**INSTRUCTIONS FOR THE TASK:** For the word "code", return each line of the data in which it occurs.

Top of DATA SHOWN

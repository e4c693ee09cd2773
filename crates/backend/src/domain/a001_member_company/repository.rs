use chrono::Utc;
use contracts::domain::a001_member_company::aggregate::{
    GrowthStage, MemberCompany, MemberCompanyId,
};
use contracts::domain::common::{BaseAggregate, EntityMetadata};
use serde::{Deserialize, Serialize};
use uuid::Uuid;

use sea_orm::entity::prelude::*;
use sea_orm::{ColumnTrait, EntityTrait, QueryFilter, Set};

use crate::shared::data::db::get_connection;

#[derive(Clone, Debug, PartialEq, Eq, DeriveEntityModel, Serialize, Deserialize)]
#[sea_orm(table_name = "a001_member_company")]
pub struct Model {
    #[sea_orm(primary_key, auto_increment = false)]
    pub id: String,
    pub code: String,
    pub description: String,
    pub comment: Option<String>,
    pub registration_no: String,
    pub ceo_name: String,
    pub founded_at: Option<String>,
    pub industry: String,
    pub stage: String,
    pub homepage: Option<String>,
    pub intro: Option<String>,
    pub is_deleted: bool,
    pub created_at: Option<chrono::DateTime<chrono::Utc>>,
    pub updated_at: Option<chrono::DateTime<chrono::Utc>>,
    pub version: i32,
}

#[derive(Copy, Clone, Debug, EnumIter, DeriveRelation)]
pub enum Relation {}

impl ActiveModelBehavior for ActiveModel {}

impl From<Model> for MemberCompany {
    fn from(m: Model) -> Self {
        let metadata = EntityMetadata {
            created_at: m.created_at.unwrap_or_else(Utc::now),
            updated_at: m.updated_at.unwrap_or_else(Utc::now),
            is_deleted: m.is_deleted,
            version: m.version,
        };
        let uuid = Uuid::parse_str(&m.id).unwrap_or_else(|_| Uuid::new_v4());

        MemberCompany {
            base: BaseAggregate::with_metadata(
                MemberCompanyId(uuid),
                m.code,
                m.description,
                m.comment.clone(),
                metadata,
            ),
            registration_no: m.registration_no,
            ceo_name: m.ceo_name,
            founded_at: m.founded_at.as_deref().and_then(|s| s.parse().ok()),
            industry: m.industry,
            stage: GrowthStage::parse(&m.stage).unwrap_or_default(),
            homepage: m.homepage,
            intro: m.intro,
        }
    }
}

fn conn() -> &'static DatabaseConnection {
    get_connection()
}

fn to_active_model(aggregate: &MemberCompany) -> ActiveModel {
    ActiveModel {
        id: Set(aggregate.base.id.value().to_string()),
        code: Set(aggregate.base.code.clone()),
        description: Set(aggregate.base.description.clone()),
        comment: Set(aggregate.base.comment.clone()),
        registration_no: Set(aggregate.registration_no.clone()),
        ceo_name: Set(aggregate.ceo_name.clone()),
        founded_at: Set(aggregate.founded_at.map(|d| d.to_string())),
        industry: Set(aggregate.industry.clone()),
        stage: Set(aggregate.stage.as_str().to_string()),
        homepage: Set(aggregate.homepage.clone()),
        intro: Set(aggregate.intro.clone()),
        is_deleted: Set(aggregate.base.metadata.is_deleted),
        created_at: Set(Some(aggregate.base.metadata.created_at)),
        updated_at: Set(Some(aggregate.base.metadata.updated_at)),
        version: Set(aggregate.base.metadata.version),
    }
}

pub async fn list_all() -> anyhow::Result<Vec<MemberCompany>> {
    let mut items: Vec<MemberCompany> = Entity::find()
        .filter(Column::IsDeleted.eq(false))
        .all(conn())
        .await?
        .into_iter()
        .map(Into::into)
        .collect();
    items.sort_by(|a, b| {
        a.base
            .description
            .to_lowercase()
            .cmp(&b.base.description.to_lowercase())
    });
    Ok(items)
}

pub async fn get_by_id(id: Uuid) -> anyhow::Result<Option<MemberCompany>> {
    let result = Entity::find_by_id(id.to_string()).one(conn()).await?;
    Ok(result.map(Into::into))
}

pub async fn insert(aggregate: &MemberCompany) -> anyhow::Result<Uuid> {
    let uuid = aggregate.base.id.value();
    to_active_model(aggregate).insert(conn()).await?;
    Ok(uuid)
}

pub async fn update(aggregate: &MemberCompany) -> anyhow::Result<()> {
    let mut active = to_active_model(aggregate);
    active.created_at = sea_orm::ActiveValue::NotSet;
    active.update(conn()).await?;
    Ok(())
}

pub async fn soft_delete(id: Uuid) -> anyhow::Result<bool> {
    use sea_orm::sea_query::Expr;
    let result = Entity::update_many()
        .col_expr(Column::IsDeleted, Expr::value(true))
        .col_expr(Column::UpdatedAt, Expr::value(Utc::now()))
        .filter(Column::Id.eq(id.to_string()))
        .exec(conn())
        .await?;
    Ok(result.rows_affected > 0)
}

pub async fn get_by_registration_no(registration_no: &str) -> anyhow::Result<Option<MemberCompany>> {
    let result = Entity::find()
        .filter(Column::RegistrationNo.eq(registration_no))
        .filter(Column::IsDeleted.eq(false))
        .one(conn())
        .await?;
    Ok(result.map(Into::into))
}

Bottom of DATA SHOWN

**ANSWER SPACE:**
    pub code: String,
                m.code,
        code: Set(aggregate.base.code.clone()),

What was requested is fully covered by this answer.